# Looking for opinions on a boat - Lund Bass



## bobby (Aug 1, 2005)

Anyone running a Lund pro v bass boat? Looking at the 1875. I fish East and west harbor and near shore bass and walleye. Wondering how the ride is and what anyone’s experiences have been. 
Thanks.


----------



## RMK (Feb 21, 2017)

Hope somebody that owns one chimes in. I have been looking at this boat for quite a while myself. Just got the opportunity last weekend to crawl around in the 18 and 20 footer. I really liked the layout and the xs model made it family friendly enough for my wife to take a liking to it as well. The extra foot of the front deck and the other extra foot in the cockpit of the 20 footer was very appealing for my wants. I was actually going to put something on here late spring seeing if anybody on here had one and would be willing to give a ride. Sharp boats to say the least.


----------



## bobby (Aug 1, 2005)

Haven’t really had a chance to crawl around in one myself. I like the 1875 xs. Looks like it would give me everything I wanted, for in my garage, and be easy to move around by myself. Currently own a Lund, really like my 1700 explorer, and have always been a fan. Ranger is another option.


----------



## Lewzer (Apr 5, 2004)

If you do a search there is many threads on this. A Lund Pro V vs a Ranger. Lund Pro V vs a StarCraft. Aluminum vs. glass.

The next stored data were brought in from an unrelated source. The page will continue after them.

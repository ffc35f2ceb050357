//! Play/stop control over one output

use super::player::Player;
use super::scheduler::Scheduler;
use super::sink::{ChannelControl, NoteSink};
use super::types::{PlaybackEnd, PlaybackSettings, TICK_PERIOD};
use crate::error::{SeqError, SinkError};
use crate::note::{Note, TrackContext};
use crossbeam_channel::{bounded, RecvTimeoutError};
use log::{debug, info, warn};

/// Owns an output and runs at most one playback session on it.
///
/// # Responsibilities
/// - Silences the channel (All Notes Off) before every session
/// - Stops any previous session, sweep included, before starting a new one
/// - Sends Bank Select then Program Change when the track context changes,
///   also in the middle of a session
///
/// # Example
/// ```rust,no_run
/// use midiseq::playback::{LogSink, PlaybackSettings, Transport};
/// use midiseq::Track;
///
/// let track = Track::demo();
/// let mut transport = Transport::new(LogSink::new());
///
/// transport.apply_track_context(track.context())?;
/// transport.play(track.notes.clone(), PlaybackSettings::default())?;
/// transport.wait()?;
/// # Ok::<(), midiseq::SeqError>(())
/// ```
pub struct Transport<S> {
    sink: Option<S>,
    player: Option<Player<S>>,
    applied: Option<TrackContext>,
}

impl<S> Transport<S>
where
    S: NoteSink + ChannelControl + Send + 'static,
{
    pub fn new(sink: S) -> Self {
        Self {
            sink: Some(sink),
            player: None,
            applied: None,
        }
    }

    /// True while a session is running.
    pub fn is_playing(&self) -> bool {
        self.player.as_ref().is_some_and(|p| !p.is_finished())
    }

    /// The output, when no session holds it.
    pub fn sink(&self) -> Option<&S> {
        self.sink.as_ref()
    }

    /// Last context sent with [`apply_track_context`](Self::apply_track_context).
    pub fn track_context(&self) -> Option<TrackContext> {
        self.applied
    }

    /// Select the bank and program for `context` if they differ from the
    /// context applied last.
    ///
    /// # Returns
    /// Whether anything was sent.
    ///
    /// During a session the messages go through the playback thread and this
    /// waits until they have been sent. The context is only remembered once
    /// the output accepted it, so a failed attempt is retried on the next call.
    ///
    /// # Errors
    /// The sink's error. A failure on the playback thread also ends the
    /// session.
    pub fn apply_track_context(&mut self, context: TrackContext) -> Result<bool, SeqError> {
        if self.applied == Some(context) {
            return Ok(false);
        }

        debug!(
            "Track context: channel {}, bank {}, program {}",
            context.channel, context.bank, context.program
        );

        if let Some(player) = self.player.as_ref() {
            if let Some(delivered) = deliver_during_session(player, context) {
                delivered?;
                self.applied = Some(context);
                return Ok(true);
            }
        }

        // Idle, or the session ended before it could send
        let sink = self.reclaim()?;
        send_context(sink, context)?;
        self.applied = Some(context);
        Ok(true)
    }

    /// Start playing `notes`.
    ///
    /// Any running session is stopped first. All Notes Off is sent on
    /// `settings.channel` before the first tick.
    pub fn play(&mut self, notes: Vec<Note>, settings: PlaybackSettings) -> Result<(), SeqError> {
        let scheduler = Scheduler::new(notes, settings)?;

        if let Err(e) = self.stop() {
            warn!("Previous session: {}", e);
        }
        let mut sink = self.take_sink()?;
        if let Err(e) = sink.all_notes_off(settings.channel) {
            self.sink = Some(sink);
            return Err(e.into());
        }

        info!(
            "Playing {} notes at {} BPM on channel {}",
            scheduler.notes().len(),
            settings.tempo_bpm,
            settings.channel
        );
        self.player = Some(Player::spawn(scheduler, sink));
        Ok(())
    }

    /// Transpose notes that start from now on.
    pub fn set_octave_shift(&self, octave_shift: i8) {
        if let Some(player) = self.player.as_ref() {
            player.set_octave_shift(octave_shift);
        }
    }

    /// Stop the current session and wait for its sweep.
    ///
    /// # Returns
    /// How the session ended, or `None` if there was none.
    pub fn stop(&mut self) -> Result<Option<PlaybackEnd>, SeqError> {
        match self.player.take() {
            Some(player) => {
                player.stop();
                self.finish(player).map(Some)
            }
            None => Ok(None),
        }
    }

    /// Wait for the current session to end by itself.
    ///
    /// Never returns for a looping session; poll
    /// [`is_playing`](Self::is_playing) and call [`stop`](Self::stop) instead.
    pub fn wait(&mut self) -> Result<Option<PlaybackEnd>, SeqError> {
        match self.player.take() {
            Some(player) => self.finish(player).map(Some),
            None => Ok(None),
        }
    }

    /// Stop any session and give the output back.
    pub fn into_sink(mut self) -> Result<S, SeqError> {
        self.stop()?;
        self.take_sink()
    }

    fn finish(&mut self, player: Player<S>) -> Result<PlaybackEnd, SeqError> {
        let (sink, result) = player.join();
        self.sink = Some(sink);
        result
    }

    /// The idle sink, joining a session that already ended if needed.
    fn reclaim(&mut self) -> Result<&mut S, SeqError> {
        if let Some(player) = self.player.take() {
            // Only reached once the thread has exited, so this does not block
            if let Err(e) = self.finish(player) {
                debug!("Previous session: {}", e);
            }
        }
        self.sink.as_mut().ok_or_else(busy)
    }

    fn take_sink(&mut self) -> Result<S, SeqError> {
        self.sink.take().ok_or_else(busy)
    }
}

fn send_context<S: ChannelControl>(sink: &mut S, context: TrackContext) -> Result<(), SinkError> {
    sink.bank_select(context.bank, context.channel)?;
    sink.program_change(context.program, context.channel)
}

/// Run `send_context` on the playback thread and wait for its result.
///
/// `None` if the session ended without running it.
fn deliver_during_session<S>(
    player: &Player<S>,
    context: TrackContext,
) -> Option<Result<(), SeqError>>
where
    S: NoteSink + ChannelControl + Send + 'static,
{
    let (reply_tx, reply) = bounded(1);
    let queued = player.with_sink(move |sink| {
        let result = send_context(sink, context);
        let _ = reply_tx.send(result.clone());
        result
    });
    if !queued {
        return None;
    }

    loop {
        match reply.recv_timeout(TICK_PERIOD) {
            Ok(result) => return Some(result.map_err(SeqError::from)),
            Err(RecvTimeoutError::Disconnected) => return None,
            Err(RecvTimeoutError::Timeout) if player.is_finished() => {
                // The thread has exited, so the reply is either queued or never coming
                return reply.try_recv().ok().map(|r| r.map_err(SeqError::from));
            }
            Err(RecvTimeoutError::Timeout) => {}
        }
    }
}

fn busy() -> SeqError {
    SeqError::Sink(SinkError::new("output is held by a playback session"))
}
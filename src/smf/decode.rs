//! SMF decoding
//!
//! Turns a Standard MIDI File byte stream into a flat note list. The decoder
//! never rejects a file. It scans for track chunks instead of trusting chunk
//! boundaries and reports a truncated buffer as data, not as an error.

use super::vlq::read_vlq;
use super::{DEFAULT_TICKS_PER_BEAT, HEADER_CHUNK, MIN_NOTE_BEATS, TRACK_CHUNK};
use crate::error::SeqError;
use crate::note::Note;
use log::{debug, warn};

/// Result of decoding an SMF byte stream.
///
/// # Fields
/// - `notes`: Notes in the order their Note Off was read (not time-sorted)
/// - `ticks_per_beat`: Resolution used for the tick to beat conversion
/// - `tracks`: Number of `MTrk` chunks found
/// - `truncated`: Byte offset where the data ran out, if it did
#[derive(Debug, Clone)]
pub struct Decoded {
    pub notes: Vec<Note>,
    pub ticks_per_beat: u16,
    pub tracks: usize,
    pub truncated: Option<usize>,
}

impl Decoded {
    /// Whether the whole buffer was parsed without running off its end.
    pub fn is_complete(&self) -> bool {
        self.truncated.is_none()
    }

    /// The notes, whether or not the input was truncated.
    pub fn into_notes(self) -> Vec<Note> {
        self.notes
    }

    /// The notes, or [`SeqError::TruncatedInput`] if the input was cut short.
    pub fn strict(self) -> Result<Vec<Note>, SeqError> {
        match self.truncated {
            Some(offset) => Err(SeqError::TruncatedInput { offset }),
            None => Ok(self.notes),
        }
    }
}

/// Decode an SMF byte stream into notes.
///
/// # Algorithm
/// 1. If the data starts with `MThd`, take ticks-per-beat from bytes 12-13;
///    otherwise assume 480 and start scanning at byte 0
/// 2. Scan byte by byte for `MTrk`, then read events up to the chunk length
/// 3. Pair Note On / Note Off (or Note On with velocity 0) by pitch
/// 4. Skip every other channel, meta and sysex event
///
/// Channel numbers are ignored and all tracks merge into one list. A Note On
/// still open when its track ends is dropped.
///
/// # Example
/// ```rust
/// use midiseq::smf::decode;
///
/// // Headerless track: Note On C4, one beat later Note Off via running status
/// let bytes = [
///     0x4D, 0x54, 0x72, 0x6B, 0x00, 0x00, 0x00, 0x08,
///     0x00, 0x90, 0x3C, 0x64,
///     0x83, 0x60, 0x3C, 0x00,
/// ];
/// let decoded = decode(&bytes);
///
/// assert!(decoded.is_complete());
/// assert_eq!(decoded.notes.len(), 1);
/// assert_eq!(decoded.notes[0].pitch, 60);
/// assert_eq!(decoded.notes[0].duration, 1.0);
/// ```
pub fn decode(bytes: &[u8]) -> Decoded {
    let mut decoder = Decoder::new(bytes);
    decoder.run();

    debug!(
        "Decoded {} notes from {} track(s) at {} ticks/beat",
        decoder.notes.len(),
        decoder.tracks,
        decoder.ticks_per_beat
    );
    if let Some(offset) = decoder.truncated {
        warn!(
            "MIDI data truncated at byte {} of {}; keeping {} notes read so far",
            offset,
            bytes.len(),
            decoder.notes.len()
        );
    }

    Decoded {
        notes: decoder.notes,
        ticks_per_beat: decoder.ticks_per_beat,
        tracks: decoder.tracks,
        truncated: decoder.truncated,
    }
}

/// A Note On waiting for its Note Off.
#[derive(Clone, Copy)]
struct Pending {
    start: f64,
    velocity: u8,
}

struct Decoder<'a> {
    bytes: &'a [u8],
    pos: usize,
    ticks_per_beat: u16,
    notes: Vec<Note>,
    tracks: usize,
    truncated: Option<usize>,
}

impl<'a> Decoder<'a> {
    fn new(bytes: &'a [u8]) -> Self {
        Self {
            bytes,
            pos: 0,
            ticks_per_beat: DEFAULT_TICKS_PER_BEAT,
            notes: Vec::new(),
            tracks: 0,
            truncated: None,
        }
    }

    fn run(&mut self) {
        if self.at_signature(HEADER_CHUNK) && self.read_header().is_none() {
            self.truncated = Some(self.bytes.len());
            return;
        }

        while self.pos < self.bytes.len() {
            if self.at_signature(TRACK_CHUNK) {
                self.pos += TRACK_CHUNK.len();
                if self.read_track().is_none() {
                    // Ran off the end mid-event; nothing further to scan
                    self.truncated = Some(self.bytes.len());
                    return;
                }
            } else {
                self.pos += 1;
            }
        }
    }

    fn at_signature(&self, signature: &[u8; 4]) -> bool {
        self.bytes[self.pos..].starts_with(signature)
    }

    // Cursor helpers: `None` means the read would pass the end of the buffer.

    fn peek(&self) -> Option<u8> {
        self.bytes.get(self.pos).copied()
    }

    fn read_u8(&mut self) -> Option<u8> {
        let byte = self.peek()?;
        self.pos += 1;
        Some(byte)
    }

    fn read_u16(&mut self) -> Option<u16> {
        let hi = self.read_u8()? as u16;
        let lo = self.read_u8()? as u16;
        Some((hi << 8) | lo)
    }

    fn read_u32(&mut self) -> Option<u32> {
        let hi = self.read_u16()? as u32;
        let lo = self.read_u16()? as u32;
        Some((hi << 16) | lo)
    }

    fn read_vlq(&mut self) -> Option<u32> {
        read_vlq(self.bytes, &mut self.pos)
    }

    fn skip(&mut self, count: usize) -> Option<()> {
        let target = self.pos.checked_add(count)?;
        if target > self.bytes.len() {
            return None;
        }
        self.pos = target;
        Some(())
    }

    /// Header layout: "MThd", length (4), format (2), track count (2),
    /// division (2). Only the division is used.
    fn read_header(&mut self) -> Option<()> {
        self.skip(HEADER_CHUNK.len() + 8)?;
        let division = self.read_u16()?;
        if division == 0 {
            warn!(
                "MIDI header declares 0 ticks per beat; using {}",
                DEFAULT_TICKS_PER_BEAT
            );
        } else {
            self.ticks_per_beat = division;
        }
        Some(())
    }

    fn read_track(&mut self) -> Option<()> {
        let length = self.read_u32()? as usize;
        let mut end = self.pos.saturating_add(length);
        if end > self.bytes.len() {
            // Length field overruns the buffer; parse what is there
            self.truncated = Some(self.bytes.len());
            end = self.bytes.len();
        }
        self.tracks += 1;

        let ticks_per_beat = self.ticks_per_beat as f64;
        let mut pending: [Option<Pending>; 128] = [None; 128];
        let mut current_tick: u64 = 0;
        let mut running_status: u8 = 0;

        while self.pos < end {
            current_tick += self.read_vlq()? as u64;
            let time_in_beats = current_tick as f64 / ticks_per_beat;

            // A data byte here means the status was omitted (running status);
            // leave it for the message to read.
            let status = match self.peek()? {
                byte if byte & 0x80 != 0 => {
                    self.pos += 1;
                    running_status = byte;
                    byte
                }
                _ => running_status,
            };

            match status & 0xF0 {
                0x90 => {
                    let pitch = self.read_u8()? & 0x7F;
                    let velocity = self.read_u8()? & 0x7F;
                    if velocity > 0 {
                        pending[pitch as usize] = Some(Pending {
                            start: time_in_beats,
                            velocity,
                        });
                    } else {
                        self.close_note(&mut pending, pitch, time_in_beats);
                    }
                }
                0x80 => {
                    let pitch = self.read_u8()? & 0x7F;
                    self.read_u8()?;
                    self.close_note(&mut pending, pitch, time_in_beats);
                }
                0xA0 | 0xB0 | 0xE0 => self.skip(2)?,
                0xC0 | 0xD0 => self.skip(1)?,
                _ => match status {
                    0xFF => {
                        self.read_u8()?;
                        let length = self.read_vlq()? as usize;
                        self.skip(length)?;
                    }
                    0xF0 | 0xF7 => {
                        let length = self.read_vlq()? as usize;
                        self.skip(length)?;
                    }
                    _ => {}
                },
            }
        }

        let unterminated = pending.iter().filter(|p| p.is_some()).count();
        if unterminated > 0 {
            debug!(
                "Dropping {} note(s) left sounding at end of track {}",
                unterminated, self.tracks
            );
        }

        Some(())
    }

    fn close_note(&mut self, pending: &mut [Option<Pending>; 128], pitch: u8, time_in_beats: f64) {
        if let Some(open) = pending[pitch as usize].take() {
            self.notes.push(Note::new(
                pitch,
                open.start,
                (time_in_beats - open.start).max(MIN_NOTE_BEATS),
                open.velocity,
            ));
        }
    }
}
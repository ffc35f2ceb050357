//! Background playback thread

use super::scheduler::Scheduler;
use super::sink::NoteSink;
use super::types::{PlaybackEnd, TickOutcome, TICK_PERIOD};
use crate::error::{SeqError, SinkError};
use crossbeam_channel::{select, unbounded, Sender};
use log::{debug, warn};
use std::thread::{self, JoinHandle};
use std::time::Instant;

/// Work sent to the sink from outside the scheduler, between two ticks.
pub type SinkTask<S> = Box<dyn FnOnce(&mut S) -> Result<(), SinkError> + Send>;

enum Command<S> {
    Stop,
    SetOctaveShift(i8),
    WithSink(SinkTask<S>),
}

/// A scheduler running on its own thread, ticking every [`TICK_PERIOD`].
///
/// The thread owns the sink for the whole session and hands it back from
/// [`join`](Self::join). Dropping a `Player` without joining stops playback.
///
/// # Example
/// ```rust,no_run
/// use midiseq::playback::{PlaybackSettings, Player, RecordingSink, Scheduler};
/// use midiseq::Track;
///
/// let scheduler = Scheduler::new(Track::demo().notes, PlaybackSettings::default())?;
/// let player = Player::spawn(scheduler, RecordingSink::new());
///
/// let (sink, end) = player.join();
/// println!("{:?}, {} events", end?, sink.events.len());
/// # Ok::<(), midiseq::SeqError>(())
/// ```
pub struct Player<S> {
    commands: Sender<Command<S>>,
    thread: JoinHandle<(S, Result<PlaybackEnd, SeqError>)>,
}

impl<S> Player<S>
where
    S: NoteSink + Send + 'static,
{
    /// Start `scheduler` on a new thread.
    pub fn spawn(scheduler: Scheduler, sink: S) -> Self {
        let (commands, inbox) = unbounded();

        let thread = thread::spawn(move || {
            let mut scheduler = scheduler;
            let mut sink = sink;
            let clock = Instant::now();
            let now = || clock.elapsed().as_secs_f64();

            if let Err(e) = scheduler.start(now(), &mut sink) {
                return (sink, Err(e));
            }

            let ticker = crossbeam_channel::tick(TICK_PERIOD);
            let result = loop {
                select! {
                    recv(inbox) -> command => match command {
                        Ok(Command::SetOctaveShift(shift)) => scheduler.set_octave_shift(shift),
                        Ok(Command::WithSink(task)) => {
                            if let Err(source) = task(&mut sink) {
                                let position = scheduler.position();
                                let _ = scheduler.stop(&mut sink);
                                break Err(SeqError::PlaybackAborted { position, source });
                            }
                        }
                        // Stop, or every handle is gone
                        Ok(Command::Stop) | Err(_) => {
                            break scheduler.stop(&mut sink).map(|_| PlaybackEnd::Stopped);
                        }
                    },
                    recv(ticker) -> _ => match scheduler.tick(now(), &mut sink) {
                        Ok(TickOutcome::Finished) => break Ok(PlaybackEnd::Completed),
                        Ok(_) => {}
                        Err(e) => break Err(e),
                    },
                }
            };

            // Tasks queued while the session was ending still reach the sink
            while let Ok(command) = inbox.try_recv() {
                if let Command::WithSink(task) = command {
                    if let Err(e) = task(&mut sink) {
                        warn!("Sink task after playback ended: {}", e);
                    }
                }
            }

            match &result {
                Ok(end) => debug!("Playback thread exiting: {:?}", end),
                Err(e) => warn!("Playback thread exiting: {}", e),
            }
            (sink, result)
        });

        Self { commands, thread }
    }

    /// Ask the session to stop. Returns at once; use [`join`](Self::join) to wait.
    pub fn stop(&self) {
        // The thread may already have finished on its own
        let _ = self.commands.send(Command::Stop);
    }

    pub fn set_octave_shift(&self, octave_shift: i8) {
        let _ = self.commands.send(Command::SetOctaveShift(octave_shift));
    }

    /// Run `task` against the sink on the playback thread, between two ticks.
    ///
    /// A failing task aborts the session like a failing note. Tasks still
    /// queued when the session ends run after the closing sweep.
    ///
    /// # Returns
    /// `false` if the thread has already exited and the task was dropped.
    pub fn with_sink<F>(&self, task: F) -> bool
    where
        F: FnOnce(&mut S) -> Result<(), SinkError> + Send + 'static,
    {
        self.commands.send(Command::WithSink(Box::new(task))).is_ok()
    }

    /// True once the session has ended, for any reason.
    pub fn is_finished(&self) -> bool {
        self.thread.is_finished()
    }

    /// Wait for the session to end and take the sink back.
    ///
    /// A looping session only ends through [`stop`](Self::stop).
    pub fn join(self) -> (S, Result<PlaybackEnd, SeqError>) {
        match self.thread.join() {
            Ok(outcome) => outcome,
            Err(panic) => std::panic::resume_unwind(panic),
        }
    }
}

https://www.ohiogamefishing.com/search/4046753/?q=Lund+Pro+ride&o=date

Of course Lundy will chime in. The first Pro V I ever saw was his on Lake Erie in the old GFO days.


----------



## bobby (Aug 1, 2005)

There are no threads on this on OGF. I did a search on OGF as well as google. I've read all there is on BBC and Bass Resource. What I am looking for is if anyone has experience locally with this boat specifically (Lund Pro V Bass 1875). 

I met a couple guys last year running this boat in the harbors during Great Lakes Largemouth Series, and a couple others just fun fishing. I am not interested in the glass vs. aluminum conversation, or Pro V - Ranger conversation, just the newer Lund platform and opinions/experiences on it.

Thanks.


----------



## Lewzer (Apr 5, 2004)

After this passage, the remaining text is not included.